Le procureur veut une deuxième condamnation pour génocide
Le procureur a également fait appel. Il veut que la peine de 40 ans de Karadzic soit commuée en réclusion à perpétuité. En outre, il réclame une deuxième condamnation pour génocide pour la campagne de nettoyage ethnique menée dans un certain nombre de municipalités de Bosnie au début de la guerre. Cette campagne comprenait la création d’une série de camps de détention où des dizaines de milliers de musulmans et de Croates ont été battus, torturés, détenus dans des conditions inhumaines et parfois victimes d’agression sexuelle.
En première instance, les juges du TPIY ont déclaré que le procureur n’avait pas réussi à démontrer que Karadzic avait l’intention de détruire la population musulmane et croate des municipalités. Une campagne de nettoyage ethnique - c’est-à-dire de meurtres perpétrés dans l’intention de chasser un grand nombre de personnes d’une certaine région – ne constitue pas un génocide, ont déclaré les juges.
En appel, le procureur a tenté de démontrer que l’intention génocidaire de Karadzic pouvait être déduite en examinant les niveaux de violence nécessaires pour mener à bien sa « campagne de nettoyage ethnique ». L’accusation a tenté de démontrer que l’entreprise criminelle visant à expulser de force les non-Serbes des municipalités n’acceptait pas simplement les meurtres et les abus comme un effet secondaire du plan. Elle a fait valoir que la violence – qui comprenait des actes pouvant aboutir à un génocide – était au contraire au cœur du plan. En soutenant un plan qui ne pouvait réussir que par des atrocités de masse contre les non-Serbes, l’ancien dirigeant aurait montré une intention génocidaire, selon le procureur. « Karadzic et ses associés savaient qu’ils auraient besoin de verser des rivières de sang pour découper les territoires ethniquement purifiés, qu’ils recherchaient, et ils se sont engagés sur cette voie sanglante », a déclaré la procureure Katrina Gustafson.
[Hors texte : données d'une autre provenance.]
//! External metric sources.
//!
//! # Responsibilities
//! - Define the contract the refresh task polls
//! - Fetch the repository star count from the GitHub REST API

use std::future::Future;
use std::time::Duration;

use reqwest::header::{ACCEPT, AUTHORIZATION, USER_AGENT};
use serde::Deserialize;
use thiserror::Error;

use crate::config::StarsConfig;

/// Errors that can occur while fetching an external metric.
#[derive(Debug, Error)]
pub enum FetchError {
    /// Connection or protocol failure.
    #[error("request failed: {0}")]
    Request(String),

    /// Upstream answered with a non-success status.
    #[error("upstream returned status {0}")]
    Status(u16),

    /// Body could not be decoded.
    #[error("invalid response body: {0}")]
    Decode(String),

    /// Fetch did not complete in time.
    #[error("timed out after {0} seconds")]
    Timeout(u64),
}

/// A numeric value living outside the process.
///
/// Implementations perform network I/O and may fail or hang; callers bound
/// them with a timeout and never call them from a request handler.
pub trait MetricSource: Send + Sync + 'static {
    /// Short label used in logs and metrics.
    fn name(&self) -> &str;

    /// Fetch the current value once.
    fn fetch(&self) -> impl Future<Output = Result<u64, FetchError>> + Send;
}

#[derive(Debug, Deserialize)]
struct RepositoryInfo {
    stargazers_count: u64,
}

/// Star count of a GitHub repository.
#[derive(Debug, Clone)]
pub struct GitHubStars {
    client: reqwest::Client,
    endpoint: String,
    token: Option<String>,
}

impl GitHubStars {
    pub fn new(config: &StarsConfig) -> Result<Self, FetchError> {
        let client = reqwest::Client::builder()
            .timeout(config.request_timeout() + Duration::from_secs(1))
            .build()
            .map_err(|e| FetchError::Request(e.to_string()))?;

        Ok(Self {
            client,
            endpoint: repository_endpoint(&config.api_base_url, &config.owner, &config.repo),
            token: config.token.clone(),
        })
    }

    pub fn endpoint(&self) -> &str {
        &self.endpoint
    }
}

fn repository_endpoint(base: &str, owner: &str, repo: &str) -> String {
    format!("{}/repos/{}/{}", base.trim_end_matches('/'), owner, repo)
}

impl MetricSource for GitHubStars {
    fn name(&self) -> &str {
        "github_stars"
    }

    async fn fetch(&self) -> Result<u64, FetchError> {
        let mut request = self
            .client
            .get(&self.endpoint)
            .header(USER_AGENT, concat!("docs-server/", env!("CARGO_PKG_VERSION")))
            .header(ACCEPT, "application/vnd.github+json");

        if let Some(token) = &self.token {
            request = request.header(AUTHORIZATION, format!("Bearer {}", token));
        }

        let response = request
            .send()
            .await
            .map_err(|e| FetchError::Request(e.to_string()))?;

        let status = response.status();
        if !status.is_success() {
            return Err(FetchError::Status(status.as_u16()));
        }

        let info: RepositoryInfo = response
            .json()
            .await
            .map_err(|e| FetchError::Decode(e.to_string()))?;

        Ok(info.stargazers_count)
    }
}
Un jugement attendu, mais pas tant que ça
L’issue finale de l’affaire Karadzic reste attendue en Bosnie, surtout au sein des communautés musulmanes et croates bosniaques touchées, mais moins dans les autres pays de la région. En Bosnie, l’affaire est utilisée par différents partis politiques pour marquer des points avec leurs électorats, encore profondément divisés sur des lignes ethniques près de 25 ans après la fin de la guerre. De nombreux Serbes de Bosnie considèrent toujours Karadzic comme un héros. Mais dans les pays voisins de la Bosnie comme la Serbie et la Croatie, l’intérêt s’est estompé. « Ce n’est plus une si grosse affaire », estime Vukusic.
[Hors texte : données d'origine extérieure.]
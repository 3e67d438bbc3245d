//! Periodic background refresh of a [`MetricCache`].
//!
//! # Responsibilities
//! - Poll the source once per TTL, first tick immediately
//! - Bound every poll with a timeout
//! - Write successes into the cache, record failures without touching the value
//! - Stop when the shutdown signal fires
//!
//! Failures keep the fixed period; there is no backoff.

use std::time::{Duration, SystemTime};

use tokio::sync::broadcast;
use tokio::task::JoinHandle;
use tokio::time::{self, MissedTickBehavior};

use crate::metric::cache::MetricCache;
use crate::metric::source::{FetchError, MetricSource};
use crate::observability::metrics;

/// Owns the single writer side of a [`MetricCache`].
pub struct MetricRefresher<S> {
    cache: MetricCache,
    source: S,
    period: Duration,
    timeout: Duration,
}

impl<S: MetricSource> MetricRefresher<S> {
    pub fn new(cache: MetricCache, source: S, period: Duration, timeout: Duration) -> Self {
        Self {
            cache,
            source,
            period,
            timeout,
        }
    }

    /// Start the refresh loop on the runtime.
    pub fn spawn(self, shutdown: broadcast::Receiver<()>) -> JoinHandle<()> {
        tokio::spawn(self.run(shutdown))
    }

    /// Run until shutdown.
    pub async fn run(self, mut shutdown: broadcast::Receiver<()>) {
        tracing::info!(
            source = self.source.name(),
            period_secs = self.period.as_secs(),
            "Metric refresher starting"
        );

        let mut ticker = time::interval(self.period);
        ticker.set_missed_tick_behavior(MissedTickBehavior::Delay);

        loop {
            tokio::select! {
                _ = ticker.tick() => {
                    // A fetch in flight must not hold up shutdown.
                    tokio::select! {
                        _ = self.refresh_once() => {}
                        _ = shutdown.recv() => {
                            tracing::info!(source = self.source.name(), "Metric refresher received shutdown signal during fetch, abandoning it");
                            break;
                        }
                    }
                }
                _ = shutdown.recv() => {
                    tracing::info!(source = self.source.name(), "Metric refresher received shutdown signal, exiting loop");
                    break;
                }
            }
        }
    }

    /// Poll the source once and apply the outcome to the cache.
    pub async fn refresh_once(&self) {
        let outcome = match time::timeout(self.timeout, self.source.fetch()).await {
            Ok(result) => result,
            Err(_) => Err(FetchError::Timeout(self.timeout.as_secs())),
        };

        match outcome {
            Ok(value) => {
                self.cache.record_success(value, SystemTime::now());
                metrics::record_refresh(self.source.name(), true);
                metrics::record_metric_value(self.source.name(), value);
                tracing::debug!(source = self.source.name(), value, "Metric refreshed");
            }
            Err(e) => {
                self.cache.record_failure(&e);
                metrics::record_refresh(self.source.name(), false);
                let entry = self.cache.snapshot();
                tracing::warn!(
                    source = self.source.name(),
                    error = %e,
                    cached_value = entry.value,
                    consecutive_failures = entry.consecutive_failures,
                    stale = entry.is_stale(SystemTime::now()),
                    "Metric refresh failed, keeping last known value"
                );
            }
        }
    }
}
« Des montagnes d’archives » pour les historiens
Outre les condamnations, le tribunal a joué un rôle important dans la façon dont nous voyons les guerres yougoslaves, dit Vukusic, et il existe un héritage plus universel que le TPIY/MICT peut laisser grâce à ses vastes archives. Lorsque tout sera terminé et que la poussière se sera dissipée, les chercheurs vont pouvoir se lancer dans des recherches plus approfondies. « Ce qui nous reste, grâce à ces procédures, ce sont des montagnes d’archives et nous pourrons passer les prochaines décennies à comprendre ce qui s’est passé », dit-elle.
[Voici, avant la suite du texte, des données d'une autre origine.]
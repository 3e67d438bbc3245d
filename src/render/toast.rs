//! Toast notifications built from the demo form.

use std::collections::HashMap;

use crate::render::escape;

#[derive(Debug, Clone, Copy, PartialEq, Eq, Default)]
pub enum Variant {
    #[default]
    Default,
    Success,
    Error,
    Warning,
    Info,
}

impl Variant {
    /// Unknown values fall back to [`Variant::Default`].
    pub fn parse(value: &str) -> Self {
        match value {
            "success" => Variant::Success,
            "error" => Variant::Error,
            "warning" => Variant::Warning,
            "info" => Variant::Info,
            _ => Variant::Default,
        }
    }

    pub fn as_str(self) -> &'static str {
        match self {
            Variant::Default => "default",
            Variant::Success => "success",
            Variant::Error => "error",
            Variant::Warning => "warning",
            Variant::Info => "info",
        }
    }
}

#[derive(Debug, Clone, Copy, PartialEq, Eq, Default)]
pub enum Position {
    TopRight,
    TopLeft,
    TopCenter,
    #[default]
    BottomRight,
    BottomLeft,
    BottomCenter,
}

impl Position {
    /// Unknown values fall back to [`Position::BottomRight`].
    pub fn parse(value: &str) -> Self {
        match value {
            "top-right" => Position::TopRight,
            "top-left" => Position::TopLeft,
            "top-center" => Position::TopCenter,
            "bottom-left" => Position::BottomLeft,
            "bottom-center" => Position::BottomCenter,
            _ => Position::BottomRight,
        }
    }

    pub fn as_str(self) -> &'static str {
        match self {
            Position::TopRight => "top-right",
            Position::TopLeft => "top-left",
            Position::TopCenter => "top-center",
            Position::BottomRight => "bottom-right",
            Position::BottomLeft => "bottom-left",
            Position::BottomCenter => "bottom-center",
        }
    }
}

/// Toast parameters from one form submission. Every field has a default.
#[derive(Debug, Clone, PartialEq, Eq, Default)]
pub struct ToastRequest {
    pub title: String,
    pub description: String,
    pub variant: Variant,
    pub position: Position,
    /// Auto-dismiss delay; 0 keeps the toast until dismissed.
    pub duration_ms: u64,
    pub dismissible: bool,
    pub show_indicator: bool,
    pub show_icon: bool,
}

impl ToastRequest {
    /// Build from form fields. Malformed values never fail: a bad `duration`
    /// becomes 0 and flags are set only by the literal `true`.
    pub fn from_form(form: &HashMap<String, String>) -> Self {
        let field = |name: &str| form.get(name).map(String::as_str).unwrap_or_default();
        let flag = |name: &str| field(name) == "true";

        Self {
            title: field("title").to_string(),
            description: field("description").to_string(),
            variant: Variant::parse(field("type")),
            position: Position::parse(field("position")),
            duration_ms: field("duration").trim().parse().unwrap_or(0),
            dismissible: flag("dismissible"),
            show_indicator: flag("indicator"),
            show_icon: flag("icon"),
        }
    }

    pub fn render(&self) -> String {
        let mut html = format!(
            "<div class=\"toast toast-{variant} toast-{position}\" data-tui-toast data-tui-toast-duration=\"{duration}\" data-variant=\"{variant}\" data-position=\"{position}\" role=\"status\" aria-live=\"polite\">",
            variant = self.variant.as_str(),
            position = self.position.as_str(),
            duration = self.duration_ms,
        );

        if self.show_indicator && self.duration_ms > 0 {
            html.push_str("<div class=\"toast-progress\"></div>");
        }
        if self.show_icon {
            html.push_str(&format!(
                "<span class=\"toast-icon\" data-icon=\"{}\"></span>",
                self.variant.as_str()
            ));
        }

        html.push_str("<div class=\"toast-body\">");
        if !self.title.is_empty() {
            html.push_str(&format!("<p class=\"toast-title\">{}</p>", escape(&self.title)));
        }
        if !self.description.is_empty() {
            html.push_str(&format!(
                "<p class=\"toast-description\">{}</p>",
                escape(&self.description)
            ));
        }
        html.push_str("</div>");

        if self.dismissible {
            html.push_str("<button class=\"toast-dismiss\" data-tui-toast-dismiss aria-label=\"Close\">&times;</button>");
        }
        html.push_str("</div>");
        html
    }
}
Ces documents racontent une histoire qui va bien au-delà de l’ex-Yougoslavie. « En tant que chercheur et historien, je pense qu’il est très important d’examiner ce matériel et de voir ce qu’il nous apprend sur les auteurs, sur les structures organisationnelles qui ont perpétuent la violence de masse et sur les circonstances sociales qui donnent naissance à la violence », dit Vukusic.